» What to produce
Each entry, as given, must be output unchanged.

» Materials provided
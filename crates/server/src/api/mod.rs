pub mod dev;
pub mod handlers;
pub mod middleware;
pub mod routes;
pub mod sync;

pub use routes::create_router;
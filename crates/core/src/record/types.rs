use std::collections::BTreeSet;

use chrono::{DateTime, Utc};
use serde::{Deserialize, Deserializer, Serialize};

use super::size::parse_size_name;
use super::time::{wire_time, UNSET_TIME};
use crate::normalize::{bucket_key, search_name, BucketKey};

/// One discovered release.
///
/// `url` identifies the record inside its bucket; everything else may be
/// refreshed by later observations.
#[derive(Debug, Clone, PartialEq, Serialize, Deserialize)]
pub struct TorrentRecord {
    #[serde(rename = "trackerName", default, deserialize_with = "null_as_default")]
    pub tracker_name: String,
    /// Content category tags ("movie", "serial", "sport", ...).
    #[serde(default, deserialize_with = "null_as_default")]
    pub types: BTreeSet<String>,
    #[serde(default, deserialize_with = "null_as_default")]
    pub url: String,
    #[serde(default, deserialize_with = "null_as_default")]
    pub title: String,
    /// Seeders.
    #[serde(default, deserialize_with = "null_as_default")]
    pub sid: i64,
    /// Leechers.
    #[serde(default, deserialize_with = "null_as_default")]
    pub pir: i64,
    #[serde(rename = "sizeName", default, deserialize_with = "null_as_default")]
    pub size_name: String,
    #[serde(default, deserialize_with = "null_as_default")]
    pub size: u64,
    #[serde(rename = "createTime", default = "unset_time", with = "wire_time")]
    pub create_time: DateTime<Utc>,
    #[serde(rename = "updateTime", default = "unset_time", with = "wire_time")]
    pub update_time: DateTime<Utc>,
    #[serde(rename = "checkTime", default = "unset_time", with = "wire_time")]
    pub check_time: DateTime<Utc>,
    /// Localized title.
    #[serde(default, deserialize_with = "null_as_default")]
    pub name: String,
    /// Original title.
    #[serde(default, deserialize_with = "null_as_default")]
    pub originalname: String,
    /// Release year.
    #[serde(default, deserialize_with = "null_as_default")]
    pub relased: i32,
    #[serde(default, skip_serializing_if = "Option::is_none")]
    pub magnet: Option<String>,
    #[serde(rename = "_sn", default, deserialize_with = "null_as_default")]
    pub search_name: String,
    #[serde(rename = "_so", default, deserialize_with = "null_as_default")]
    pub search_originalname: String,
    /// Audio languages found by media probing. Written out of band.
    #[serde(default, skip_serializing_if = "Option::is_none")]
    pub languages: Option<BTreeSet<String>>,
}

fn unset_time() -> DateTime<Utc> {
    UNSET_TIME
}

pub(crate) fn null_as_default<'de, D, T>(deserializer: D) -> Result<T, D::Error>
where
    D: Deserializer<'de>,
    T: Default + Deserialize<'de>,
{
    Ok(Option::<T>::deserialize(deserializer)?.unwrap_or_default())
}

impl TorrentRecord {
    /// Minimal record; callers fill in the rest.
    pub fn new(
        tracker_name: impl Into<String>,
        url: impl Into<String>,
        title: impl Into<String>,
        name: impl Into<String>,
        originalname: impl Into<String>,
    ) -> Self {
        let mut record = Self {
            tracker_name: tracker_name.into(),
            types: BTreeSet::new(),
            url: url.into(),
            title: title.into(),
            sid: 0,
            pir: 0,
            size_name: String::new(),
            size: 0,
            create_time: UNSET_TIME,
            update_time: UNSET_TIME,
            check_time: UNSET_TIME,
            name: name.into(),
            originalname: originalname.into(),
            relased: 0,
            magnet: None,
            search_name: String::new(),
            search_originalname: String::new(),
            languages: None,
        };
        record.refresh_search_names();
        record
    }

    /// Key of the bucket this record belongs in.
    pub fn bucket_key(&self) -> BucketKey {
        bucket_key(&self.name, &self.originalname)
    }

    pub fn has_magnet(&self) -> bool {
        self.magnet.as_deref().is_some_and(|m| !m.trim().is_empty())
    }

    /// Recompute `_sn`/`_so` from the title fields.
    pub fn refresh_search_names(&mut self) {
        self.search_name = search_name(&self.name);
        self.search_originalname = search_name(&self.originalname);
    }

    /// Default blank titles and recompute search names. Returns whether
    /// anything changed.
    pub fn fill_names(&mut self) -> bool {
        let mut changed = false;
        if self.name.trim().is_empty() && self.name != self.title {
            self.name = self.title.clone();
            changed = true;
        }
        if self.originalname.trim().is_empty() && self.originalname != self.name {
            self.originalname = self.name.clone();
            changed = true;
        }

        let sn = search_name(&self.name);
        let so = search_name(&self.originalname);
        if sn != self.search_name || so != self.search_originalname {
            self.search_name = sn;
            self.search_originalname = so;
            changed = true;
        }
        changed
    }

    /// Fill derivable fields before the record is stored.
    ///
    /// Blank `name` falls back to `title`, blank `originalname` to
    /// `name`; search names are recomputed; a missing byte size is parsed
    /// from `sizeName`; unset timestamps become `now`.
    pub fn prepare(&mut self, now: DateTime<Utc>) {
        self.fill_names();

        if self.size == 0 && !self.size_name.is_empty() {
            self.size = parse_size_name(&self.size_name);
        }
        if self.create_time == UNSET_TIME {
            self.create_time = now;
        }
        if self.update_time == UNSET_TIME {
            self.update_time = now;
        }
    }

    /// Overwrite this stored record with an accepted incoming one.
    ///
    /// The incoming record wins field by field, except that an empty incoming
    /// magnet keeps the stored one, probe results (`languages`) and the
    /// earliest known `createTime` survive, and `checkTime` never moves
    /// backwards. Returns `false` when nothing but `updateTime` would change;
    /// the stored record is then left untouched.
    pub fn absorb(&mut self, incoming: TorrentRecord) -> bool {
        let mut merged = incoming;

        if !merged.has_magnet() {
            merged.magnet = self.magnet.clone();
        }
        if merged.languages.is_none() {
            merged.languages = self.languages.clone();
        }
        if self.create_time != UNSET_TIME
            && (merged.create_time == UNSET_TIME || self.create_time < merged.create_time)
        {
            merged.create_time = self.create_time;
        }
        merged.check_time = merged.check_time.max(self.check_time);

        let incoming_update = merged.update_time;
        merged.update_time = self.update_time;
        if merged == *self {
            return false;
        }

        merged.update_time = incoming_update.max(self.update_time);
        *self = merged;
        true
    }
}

» Response to the exercise
filename crates/server/src/api/mod.rs
pub mod dev;
pub mod handlers;
pub mod middleware;
pub mod routes;
pub mod sync;

pub use routes::create_router;
filename crates/core/src/record/types.rs
use std::collections::BTreeSet;

use chrono::{DateTime, Utc};
use serde::{Deserialize, Deserializer, Serialize};

use super::size::parse_size_name;
use super::time::{wire_time, UNSET_TIME};
use crate::normalize::{bucket_key, search_name, BucketKey};

/// One discovered release.
///
/// `url` identifies the record inside its bucket; everything else may be
/// refreshed by later observations.
#[derive(Debug, Clone, PartialEq, Serialize, Deserialize)]
pub struct TorrentRecord {
    #[serde(rename = "trackerName", default, deserialize_with = "null_as_default")]
    pub tracker_name: String,
    /// Content category tags ("movie", "serial", "sport", ...).
    #[serde(default, deserialize_with = "null_as_default")]
    pub types: BTreeSet<String>,
    #[serde(default, deserialize_with = "null_as_default")]
    pub url: String,
    #[serde(default, deserialize_with = "null_as_default")]
    pub title: String,
    /// Seeders.
    #[serde(default, deserialize_with = "null_as_default")]
    pub sid: i64,
    /// Leechers.
    #[serde(default, deserialize_with = "null_as_default")]
    pub pir: i64,
    #[serde(rename = "sizeName", default, deserialize_with = "null_as_default")]
    pub size_name: String,
    #[serde(default, deserialize_with = "null_as_default")]
    pub size: u64,
    #[serde(rename = "createTime", default = "unset_time", with = "wire_time")]
    pub create_time: DateTime<Utc>,
    #[serde(rename = "updateTime", default = "unset_time", with = "wire_time")]
    pub update_time: DateTime<Utc>,
    #[serde(rename = "checkTime", default = "unset_time", with = "wire_time")]
    pub check_time: DateTime<Utc>,
    /// Localized title.
    #[serde(default, deserialize_with = "null_as_default")]
    pub name: String,
    /// Original title.
    #[serde(default, deserialize_with = "null_as_default")]
    pub originalname: String,
    /// Release year.
    #[serde(default, deserialize_with = "null_as_default")]
    pub relased: i32,
    #[serde(default, skip_serializing_if = "Option::is_none")]
    pub magnet: Option<String>,
    #[serde(rename = "_sn", default, deserialize_with = "null_as_default")]
    pub search_name: String,
    #[serde(rename = "_so", default, deserialize_with = "null_as_default")]
    pub search_originalname: String,
    /// Audio languages found by media probing. Written out of band.
    #[serde(default, skip_serializing_if = "Option::is_none")]
    pub languages: Option<BTreeSet<String>>,
}

fn unset_time() -> DateTime<Utc> {
    UNSET_TIME
}

pub(crate) fn null_as_default<'de, D, T>(deserializer: D) -> Result<T, D::Error>
where
    D: Deserializer<'de>,
    T: Default + Deserialize<'de>,
{
    Ok(Option::<T>::deserialize(deserializer)?.unwrap_or_default())
}

impl TorrentRecord {
    /// Minimal record; callers fill in the rest.
    pub fn new(
        tracker_name: impl Into<String>,
        url: impl Into<String>,
        title: impl Into<String>,
        name: impl Into<String>,
        originalname: impl Into<String>,
    ) -> Self {
        let mut record = Self {
            tracker_name: tracker_name.into(),
            types: BTreeSet::new(),
            url: url.into(),
            title: title.into(),
            sid: 0,
            pir: 0,
            size_name: String::new(),
            size: 0,
            create_time: UNSET_TIME,
            update_time: UNSET_TIME,
            check_time: UNSET_TIME,
            name: name.into(),
            originalname: originalname.into(),
            relased: 0,
            magnet: None,
            search_name: String::new(),
            search_originalname: String::new(),
            languages: None,
        };
        record.refresh_search_names();
        record
    }

    /// Key of the bucket this record belongs in.
    pub fn bucket_key(&self) -> BucketKey {
        bucket_key(&self.name, &self.originalname)
    }

    pub fn has_magnet(&self) -> bool {
        self.magnet.as_deref().is_some_and(|m| !m.trim().is_empty())
    }

    /// Recompute `_sn`/`_so` from the title fields.
    pub fn refresh_search_names(&mut self) {
        self.search_name = search_name(&self.name);
        self.search_originalname = search_name(&self.originalname);
    }

    /// Default blank titles and recompute search names. Returns whether
    /// anything changed.
    pub fn fill_names(&mut self) -> bool {
        let mut changed = false;
        if self.name.trim().is_empty() && self.name != self.title {
            self.name = self.title.clone();
            changed = true;
        }
        if self.originalname.trim().is_empty() && self.originalname != self.name {
            self.originalname = self.name.clone();
            changed = true;
        }

        let sn = search_name(&self.name);
        let so = search_name(&self.originalname);
        if sn != self.search_name || so != self.search_originalname {
            self.search_name = sn;
            self.search_originalname = so;
            changed = true;
        }
        changed
    }

    /// Fill derivable fields before the record is stored.
    ///
    /// Blank `name` falls back to `title`, blank `originalname` to
    /// `name`; search names are recomputed; a missing byte size is parsed
    /// from `sizeName`; unset timestamps become `now`.
    pub fn prepare(&mut self, now: DateTime<Utc>) {
        self.fill_names();

        if self.size == 0 && !self.size_name.is_empty() {
            self.size = parse_size_name(&self.size_name);
        }
        if self.create_time == UNSET_TIME {
            self.create_time = now;
        }
        if self.update_time == UNSET_TIME {
            self.update_time = now;
        }
    }

    /// Overwrite this stored record with an accepted incoming one.
    ///
    /// The incoming record wins field by field, except that an empty incoming
    /// magnet keeps the stored one, probe results (`languages`) and the
    /// earliest known `createTime` survive, and `checkTime` never moves
    /// backwards. Returns `false` when nothing but `updateTime` would change;
    /// the stored record is then left untouched.
    pub fn absorb(&mut self, incoming: TorrentRecord) -> bool {
        let mut merged = incoming;

        if !merged.has_magnet() {
            merged.magnet = self.magnet.clone();
        }
        if merged.languages.is_none() {
            merged.languages = self.languages.clone();
        }
        if self.create_time != UNSET_TIME
            && (merged.create_time == UNSET_TIME || self.create_time < merged.create_time)
        {
            merged.create_time = self.create_time;
        }
        merged.check_time = merged.check_time.max(self.check_time);

        let incoming_update = merged.update_time;
        merged.update_time = self.update_time;
        if merged == *self {
            return false;
        }

        merged.update_time = incoming_update.max(self.update_time);
        *self = merged;
        true
    }
}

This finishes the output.